_What this task involves_. Return, word for word, the lines of the listing below from the one with "Agent runtime lifecycle" through the one with "use tokio::sync::watch;", and no other lines.

_Supplied material_.
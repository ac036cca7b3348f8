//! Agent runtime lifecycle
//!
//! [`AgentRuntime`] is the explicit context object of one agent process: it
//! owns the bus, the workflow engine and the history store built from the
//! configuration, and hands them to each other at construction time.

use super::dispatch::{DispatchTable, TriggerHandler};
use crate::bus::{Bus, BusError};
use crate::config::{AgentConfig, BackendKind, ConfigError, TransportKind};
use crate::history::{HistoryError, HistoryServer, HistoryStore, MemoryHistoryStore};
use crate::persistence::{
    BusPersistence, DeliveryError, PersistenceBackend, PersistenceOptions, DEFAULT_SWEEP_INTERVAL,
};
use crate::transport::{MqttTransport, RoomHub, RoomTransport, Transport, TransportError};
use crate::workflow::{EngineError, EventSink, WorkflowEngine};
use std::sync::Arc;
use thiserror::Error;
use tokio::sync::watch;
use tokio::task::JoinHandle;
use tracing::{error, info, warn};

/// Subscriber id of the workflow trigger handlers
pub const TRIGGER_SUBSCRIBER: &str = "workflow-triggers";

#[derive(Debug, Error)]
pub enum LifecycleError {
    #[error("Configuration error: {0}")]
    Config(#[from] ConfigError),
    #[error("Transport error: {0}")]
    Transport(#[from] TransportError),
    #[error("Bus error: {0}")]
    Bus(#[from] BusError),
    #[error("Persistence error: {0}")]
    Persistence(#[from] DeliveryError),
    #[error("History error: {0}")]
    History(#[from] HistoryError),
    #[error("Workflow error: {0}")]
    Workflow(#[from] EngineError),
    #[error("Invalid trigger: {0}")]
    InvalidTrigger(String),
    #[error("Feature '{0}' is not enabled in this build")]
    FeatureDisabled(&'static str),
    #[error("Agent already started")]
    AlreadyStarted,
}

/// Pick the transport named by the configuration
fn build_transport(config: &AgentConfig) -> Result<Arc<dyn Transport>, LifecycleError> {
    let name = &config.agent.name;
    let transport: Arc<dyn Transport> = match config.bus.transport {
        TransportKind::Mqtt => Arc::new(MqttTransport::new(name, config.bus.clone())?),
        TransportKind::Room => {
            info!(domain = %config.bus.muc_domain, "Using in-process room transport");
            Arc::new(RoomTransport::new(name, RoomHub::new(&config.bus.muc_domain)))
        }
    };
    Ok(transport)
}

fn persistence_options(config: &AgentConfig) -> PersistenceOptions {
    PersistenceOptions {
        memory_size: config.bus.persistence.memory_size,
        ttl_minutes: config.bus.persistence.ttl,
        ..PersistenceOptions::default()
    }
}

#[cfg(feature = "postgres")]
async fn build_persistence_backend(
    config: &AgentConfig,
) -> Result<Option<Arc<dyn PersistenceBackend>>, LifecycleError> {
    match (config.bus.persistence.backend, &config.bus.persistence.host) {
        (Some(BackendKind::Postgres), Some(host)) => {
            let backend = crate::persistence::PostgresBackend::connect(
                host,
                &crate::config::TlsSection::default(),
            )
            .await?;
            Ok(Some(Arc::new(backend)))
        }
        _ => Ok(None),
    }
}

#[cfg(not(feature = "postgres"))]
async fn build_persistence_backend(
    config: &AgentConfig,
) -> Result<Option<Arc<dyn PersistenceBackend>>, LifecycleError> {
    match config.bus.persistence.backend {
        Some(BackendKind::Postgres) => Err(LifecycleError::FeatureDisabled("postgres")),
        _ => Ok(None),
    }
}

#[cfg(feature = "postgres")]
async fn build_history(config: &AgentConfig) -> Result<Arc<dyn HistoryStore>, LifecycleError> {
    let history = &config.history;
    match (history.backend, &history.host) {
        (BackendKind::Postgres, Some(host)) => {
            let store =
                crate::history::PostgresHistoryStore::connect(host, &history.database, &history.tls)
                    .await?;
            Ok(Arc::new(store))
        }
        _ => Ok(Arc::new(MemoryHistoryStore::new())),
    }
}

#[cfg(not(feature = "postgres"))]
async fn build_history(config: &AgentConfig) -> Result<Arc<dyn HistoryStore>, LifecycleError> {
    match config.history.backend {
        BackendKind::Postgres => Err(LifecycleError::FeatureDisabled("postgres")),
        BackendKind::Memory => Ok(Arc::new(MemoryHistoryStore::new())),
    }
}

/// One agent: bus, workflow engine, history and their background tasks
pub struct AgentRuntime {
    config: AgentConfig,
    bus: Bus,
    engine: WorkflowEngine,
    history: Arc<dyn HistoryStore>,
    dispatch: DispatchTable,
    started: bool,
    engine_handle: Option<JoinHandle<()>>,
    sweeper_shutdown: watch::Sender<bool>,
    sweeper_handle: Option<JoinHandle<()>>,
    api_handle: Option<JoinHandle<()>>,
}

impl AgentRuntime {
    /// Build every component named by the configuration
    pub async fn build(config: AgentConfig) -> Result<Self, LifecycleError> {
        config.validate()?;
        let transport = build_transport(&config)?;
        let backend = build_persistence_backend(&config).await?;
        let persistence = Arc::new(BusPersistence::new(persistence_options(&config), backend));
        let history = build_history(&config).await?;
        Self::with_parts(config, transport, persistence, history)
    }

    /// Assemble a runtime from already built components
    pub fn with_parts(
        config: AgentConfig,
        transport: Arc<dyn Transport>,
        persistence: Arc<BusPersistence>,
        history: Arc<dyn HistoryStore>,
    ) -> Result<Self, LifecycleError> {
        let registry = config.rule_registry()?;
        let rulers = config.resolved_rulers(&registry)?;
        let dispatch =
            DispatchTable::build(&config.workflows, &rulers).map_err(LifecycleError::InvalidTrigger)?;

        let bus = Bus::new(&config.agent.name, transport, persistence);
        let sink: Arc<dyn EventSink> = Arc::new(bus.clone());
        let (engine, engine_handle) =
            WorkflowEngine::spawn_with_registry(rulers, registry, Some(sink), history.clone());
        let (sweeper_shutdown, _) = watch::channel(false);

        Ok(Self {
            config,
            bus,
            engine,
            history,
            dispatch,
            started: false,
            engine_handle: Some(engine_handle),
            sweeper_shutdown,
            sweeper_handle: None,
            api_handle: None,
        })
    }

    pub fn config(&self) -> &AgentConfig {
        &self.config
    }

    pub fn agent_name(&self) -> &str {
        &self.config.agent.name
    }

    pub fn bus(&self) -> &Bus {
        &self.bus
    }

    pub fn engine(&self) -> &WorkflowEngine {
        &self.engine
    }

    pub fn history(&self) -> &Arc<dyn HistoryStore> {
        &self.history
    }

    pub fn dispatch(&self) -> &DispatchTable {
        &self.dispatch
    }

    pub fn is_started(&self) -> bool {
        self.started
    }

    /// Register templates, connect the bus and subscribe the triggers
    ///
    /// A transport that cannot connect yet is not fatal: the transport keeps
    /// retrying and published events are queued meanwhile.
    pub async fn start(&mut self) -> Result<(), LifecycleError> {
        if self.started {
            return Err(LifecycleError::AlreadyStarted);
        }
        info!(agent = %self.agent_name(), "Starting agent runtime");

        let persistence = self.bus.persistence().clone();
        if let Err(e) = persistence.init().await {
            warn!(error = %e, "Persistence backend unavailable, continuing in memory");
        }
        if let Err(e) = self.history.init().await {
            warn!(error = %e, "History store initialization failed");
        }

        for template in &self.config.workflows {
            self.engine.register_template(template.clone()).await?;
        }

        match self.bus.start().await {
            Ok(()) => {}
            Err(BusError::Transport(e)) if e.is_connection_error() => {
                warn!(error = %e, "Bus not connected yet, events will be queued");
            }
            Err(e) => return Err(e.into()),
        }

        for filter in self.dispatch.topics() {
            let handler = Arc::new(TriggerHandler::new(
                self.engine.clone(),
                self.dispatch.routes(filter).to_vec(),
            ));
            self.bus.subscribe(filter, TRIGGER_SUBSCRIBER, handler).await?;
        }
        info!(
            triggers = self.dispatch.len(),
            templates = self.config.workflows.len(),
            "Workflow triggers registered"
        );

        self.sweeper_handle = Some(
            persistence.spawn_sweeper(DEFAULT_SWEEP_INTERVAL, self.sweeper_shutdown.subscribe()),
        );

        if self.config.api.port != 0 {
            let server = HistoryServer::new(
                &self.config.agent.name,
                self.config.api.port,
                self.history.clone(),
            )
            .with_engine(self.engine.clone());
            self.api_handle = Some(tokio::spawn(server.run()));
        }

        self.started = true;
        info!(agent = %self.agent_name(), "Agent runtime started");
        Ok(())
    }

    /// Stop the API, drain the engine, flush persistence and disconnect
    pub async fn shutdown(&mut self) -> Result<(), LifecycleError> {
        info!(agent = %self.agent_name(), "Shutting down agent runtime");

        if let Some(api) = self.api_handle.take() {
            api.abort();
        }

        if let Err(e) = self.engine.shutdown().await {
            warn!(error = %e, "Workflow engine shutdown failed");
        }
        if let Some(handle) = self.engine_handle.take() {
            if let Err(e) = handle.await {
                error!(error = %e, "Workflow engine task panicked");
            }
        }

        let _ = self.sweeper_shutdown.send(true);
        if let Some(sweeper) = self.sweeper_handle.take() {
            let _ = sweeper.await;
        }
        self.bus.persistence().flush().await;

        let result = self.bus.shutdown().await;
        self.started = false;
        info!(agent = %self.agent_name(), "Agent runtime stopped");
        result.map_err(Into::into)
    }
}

_Reply to the task_.
//! Agent runtime lifecycle
//!
//! [`AgentRuntime`] is the explicit context object of one agent process: it
//! owns the bus, the workflow engine and the history store built from the
//! configuration, and hands them to each other at construction time.

use super::dispatch::{DispatchTable, TriggerHandler};
use crate::bus::{Bus, BusError};
use crate::config::{AgentConfig, BackendKind, ConfigError, TransportKind};
use crate::history::{HistoryError, HistoryServer, HistoryStore, MemoryHistoryStore};
use crate::persistence::{
    BusPersistence, DeliveryError, PersistenceBackend, PersistenceOptions, DEFAULT_SWEEP_INTERVAL,
};
use crate::transport::{MqttTransport, RoomHub, RoomTransport, Transport, TransportError};
use crate::workflow::{EngineError, EventSink, WorkflowEngine};
use std::sync::Arc;
use thiserror::Error;
use tokio::sync::watch;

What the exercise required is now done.